- **YOUR INSTRUCTIONS**: Lines, not repeats, are what count: give the number of lines below that hold "PartialEq", and nothing more.
━━━ RECORDS PROVIDED
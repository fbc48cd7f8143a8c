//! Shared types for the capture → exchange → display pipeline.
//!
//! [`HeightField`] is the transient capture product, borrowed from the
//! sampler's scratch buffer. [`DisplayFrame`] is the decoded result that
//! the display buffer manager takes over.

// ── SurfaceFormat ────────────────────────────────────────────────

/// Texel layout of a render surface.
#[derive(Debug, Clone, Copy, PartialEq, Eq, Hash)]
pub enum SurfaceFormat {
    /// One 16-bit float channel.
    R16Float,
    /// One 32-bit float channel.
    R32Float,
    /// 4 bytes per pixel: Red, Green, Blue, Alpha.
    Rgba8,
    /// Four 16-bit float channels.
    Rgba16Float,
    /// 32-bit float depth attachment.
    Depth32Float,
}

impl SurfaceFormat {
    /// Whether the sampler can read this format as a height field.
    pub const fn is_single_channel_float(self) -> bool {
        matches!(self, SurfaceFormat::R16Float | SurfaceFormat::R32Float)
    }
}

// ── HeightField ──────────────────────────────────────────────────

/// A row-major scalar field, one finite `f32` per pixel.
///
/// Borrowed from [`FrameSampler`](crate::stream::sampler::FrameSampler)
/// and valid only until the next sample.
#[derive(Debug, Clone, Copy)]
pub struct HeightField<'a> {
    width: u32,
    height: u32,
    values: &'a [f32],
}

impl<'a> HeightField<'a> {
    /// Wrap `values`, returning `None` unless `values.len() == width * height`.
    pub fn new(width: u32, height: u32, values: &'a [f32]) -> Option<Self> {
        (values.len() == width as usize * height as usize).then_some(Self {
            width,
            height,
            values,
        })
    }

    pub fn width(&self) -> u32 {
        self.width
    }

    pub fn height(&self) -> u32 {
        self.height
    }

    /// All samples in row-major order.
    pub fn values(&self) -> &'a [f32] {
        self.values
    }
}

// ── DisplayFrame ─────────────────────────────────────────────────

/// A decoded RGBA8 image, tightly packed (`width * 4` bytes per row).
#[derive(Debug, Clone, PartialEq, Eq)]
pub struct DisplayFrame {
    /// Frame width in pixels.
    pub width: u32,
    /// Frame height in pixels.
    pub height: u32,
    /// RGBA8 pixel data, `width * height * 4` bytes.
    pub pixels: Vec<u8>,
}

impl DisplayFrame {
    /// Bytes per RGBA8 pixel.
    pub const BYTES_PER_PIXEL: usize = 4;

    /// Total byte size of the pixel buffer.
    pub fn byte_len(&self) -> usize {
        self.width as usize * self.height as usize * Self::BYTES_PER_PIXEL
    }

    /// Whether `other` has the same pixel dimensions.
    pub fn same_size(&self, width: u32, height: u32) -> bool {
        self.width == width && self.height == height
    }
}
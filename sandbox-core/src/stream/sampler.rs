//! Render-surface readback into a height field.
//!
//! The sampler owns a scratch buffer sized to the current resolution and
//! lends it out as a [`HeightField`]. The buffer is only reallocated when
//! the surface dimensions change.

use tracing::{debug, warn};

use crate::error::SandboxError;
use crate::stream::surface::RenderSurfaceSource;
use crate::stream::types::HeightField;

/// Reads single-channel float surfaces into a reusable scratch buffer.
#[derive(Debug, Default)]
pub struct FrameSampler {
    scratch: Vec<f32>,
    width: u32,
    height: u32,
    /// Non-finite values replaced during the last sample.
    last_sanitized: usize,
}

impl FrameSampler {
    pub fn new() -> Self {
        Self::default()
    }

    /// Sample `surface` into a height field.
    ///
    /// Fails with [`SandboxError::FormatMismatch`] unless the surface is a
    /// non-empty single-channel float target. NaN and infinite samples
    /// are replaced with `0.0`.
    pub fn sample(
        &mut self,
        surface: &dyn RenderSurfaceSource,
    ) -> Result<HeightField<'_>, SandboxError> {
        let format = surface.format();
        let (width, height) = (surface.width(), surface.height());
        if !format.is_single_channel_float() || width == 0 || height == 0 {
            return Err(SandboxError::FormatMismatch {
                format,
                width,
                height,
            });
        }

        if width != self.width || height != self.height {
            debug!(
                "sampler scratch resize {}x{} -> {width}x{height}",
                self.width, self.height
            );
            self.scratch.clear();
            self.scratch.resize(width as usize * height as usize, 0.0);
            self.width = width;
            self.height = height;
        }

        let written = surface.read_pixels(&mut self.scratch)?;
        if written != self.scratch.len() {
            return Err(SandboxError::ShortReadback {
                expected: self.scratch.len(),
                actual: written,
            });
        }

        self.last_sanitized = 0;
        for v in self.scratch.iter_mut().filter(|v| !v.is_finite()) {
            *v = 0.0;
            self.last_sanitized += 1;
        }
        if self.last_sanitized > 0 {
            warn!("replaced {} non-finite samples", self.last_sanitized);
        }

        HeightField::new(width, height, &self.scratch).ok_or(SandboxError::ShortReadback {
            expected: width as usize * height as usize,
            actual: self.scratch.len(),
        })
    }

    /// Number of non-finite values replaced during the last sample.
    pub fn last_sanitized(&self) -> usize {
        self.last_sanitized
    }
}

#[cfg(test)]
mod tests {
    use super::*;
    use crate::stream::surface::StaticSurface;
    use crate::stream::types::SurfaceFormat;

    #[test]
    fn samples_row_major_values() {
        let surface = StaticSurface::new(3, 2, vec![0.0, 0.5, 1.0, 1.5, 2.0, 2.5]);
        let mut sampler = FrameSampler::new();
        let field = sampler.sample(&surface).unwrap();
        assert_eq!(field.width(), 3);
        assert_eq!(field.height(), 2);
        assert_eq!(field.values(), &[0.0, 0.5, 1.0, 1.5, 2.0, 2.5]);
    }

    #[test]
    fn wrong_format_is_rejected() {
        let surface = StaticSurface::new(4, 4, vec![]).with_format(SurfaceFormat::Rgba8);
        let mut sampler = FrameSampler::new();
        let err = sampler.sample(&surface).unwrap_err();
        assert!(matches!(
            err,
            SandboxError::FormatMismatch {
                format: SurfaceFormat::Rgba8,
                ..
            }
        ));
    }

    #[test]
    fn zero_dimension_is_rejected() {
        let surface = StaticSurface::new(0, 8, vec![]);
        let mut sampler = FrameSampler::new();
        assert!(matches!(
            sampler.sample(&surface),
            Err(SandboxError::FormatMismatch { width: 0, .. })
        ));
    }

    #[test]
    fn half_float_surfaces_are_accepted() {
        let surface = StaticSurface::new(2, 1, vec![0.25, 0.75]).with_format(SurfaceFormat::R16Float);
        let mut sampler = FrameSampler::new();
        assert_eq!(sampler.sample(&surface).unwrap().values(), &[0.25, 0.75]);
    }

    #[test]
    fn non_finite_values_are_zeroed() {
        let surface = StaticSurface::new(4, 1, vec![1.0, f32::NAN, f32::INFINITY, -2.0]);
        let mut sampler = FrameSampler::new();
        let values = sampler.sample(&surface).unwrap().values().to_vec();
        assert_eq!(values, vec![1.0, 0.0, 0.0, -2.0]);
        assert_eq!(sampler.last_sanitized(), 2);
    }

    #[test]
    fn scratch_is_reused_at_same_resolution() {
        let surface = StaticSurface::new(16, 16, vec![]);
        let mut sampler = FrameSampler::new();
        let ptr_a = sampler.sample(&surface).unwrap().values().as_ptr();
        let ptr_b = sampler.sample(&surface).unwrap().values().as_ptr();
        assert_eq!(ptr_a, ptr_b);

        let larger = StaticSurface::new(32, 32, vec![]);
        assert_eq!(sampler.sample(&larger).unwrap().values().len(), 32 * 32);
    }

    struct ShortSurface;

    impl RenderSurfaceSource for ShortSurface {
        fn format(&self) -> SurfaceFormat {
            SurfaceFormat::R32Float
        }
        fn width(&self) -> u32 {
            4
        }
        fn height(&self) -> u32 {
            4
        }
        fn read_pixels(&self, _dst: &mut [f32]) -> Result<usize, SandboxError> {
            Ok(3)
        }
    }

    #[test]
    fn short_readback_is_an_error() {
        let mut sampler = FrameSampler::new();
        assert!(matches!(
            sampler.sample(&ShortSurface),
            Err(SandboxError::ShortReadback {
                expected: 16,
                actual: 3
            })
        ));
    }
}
━━━━━━
- **RESULT OF THIS EXERCISE**: 2